(Source data)
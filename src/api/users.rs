// SPDX-License-Identifier: AGPL-3.0-or-later
//
// Copyright (C) 2026 Relational Network

//! User endpoints (behind the session guard).

use axum::{extract::State, Json};
use tracing::error;

use crate::{error::ApiError, models::User, state::AppState};

/// List all users without their password hashes.
#[utoipa::path(
    get,
    path = "/api/users",
    tag = "Users",
    security(("session_cookie" = [])),
    responses(
        (status = 200, description = "All users", body = [User]),
        (status = 401, description = "Missing or invalid session cookie", body = crate::models::MessageResponse),
        (status = 500, description = "Store failure", body = crate::models::MessageResponse),
    )
)]
pub async fn list_users(State(state): State<AppState>) -> Result<Json<Vec<User>>, ApiError> {
    let records = state.store.list_users().await.map_err(|e| {
        error!(error = %e, "Failed to list users");
        ApiError::internal(e.to_string())
    })?;

    Ok(Json(records.into_iter().map(User::from).collect()))
}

What is needed: Your response must repeat the entries above exactly, in full.

The answer:
filename src/api/users.rs
// SPDX-License-Identifier: AGPL-3.0-or-later
//
// Copyright (C) 2026 Relational Network

//! User endpoints (behind the session guard).

use axum::{extract::State, Json};
use tracing::error;

use crate::{error::ApiError, models::User, state::AppState};

/// List all users without their password hashes.
#[utoipa::path(
    get,
    path = "/api/users",
    tag = "Users",
    security(("session_cookie" = [])),
    responses(
        (status = 200, description = "All users", body = [User]),
        (status = 401, description = "Missing or invalid session cookie", body = crate::models::MessageResponse),
        (status = 500, description = "Store failure", body = crate::models::MessageResponse),
    )
)]
pub async fn list_users(State(state): State<AppState>) -> Result<Json<Vec<User>>, ApiError> {
    let records = state.store.list_users().await.map_err(|e| {
        error!(error = %e, "Failed to list users");
        ApiError::internal(e.to_string())
    })?;

    Ok(Json(records.into_iter().map(User::from).collect()))
}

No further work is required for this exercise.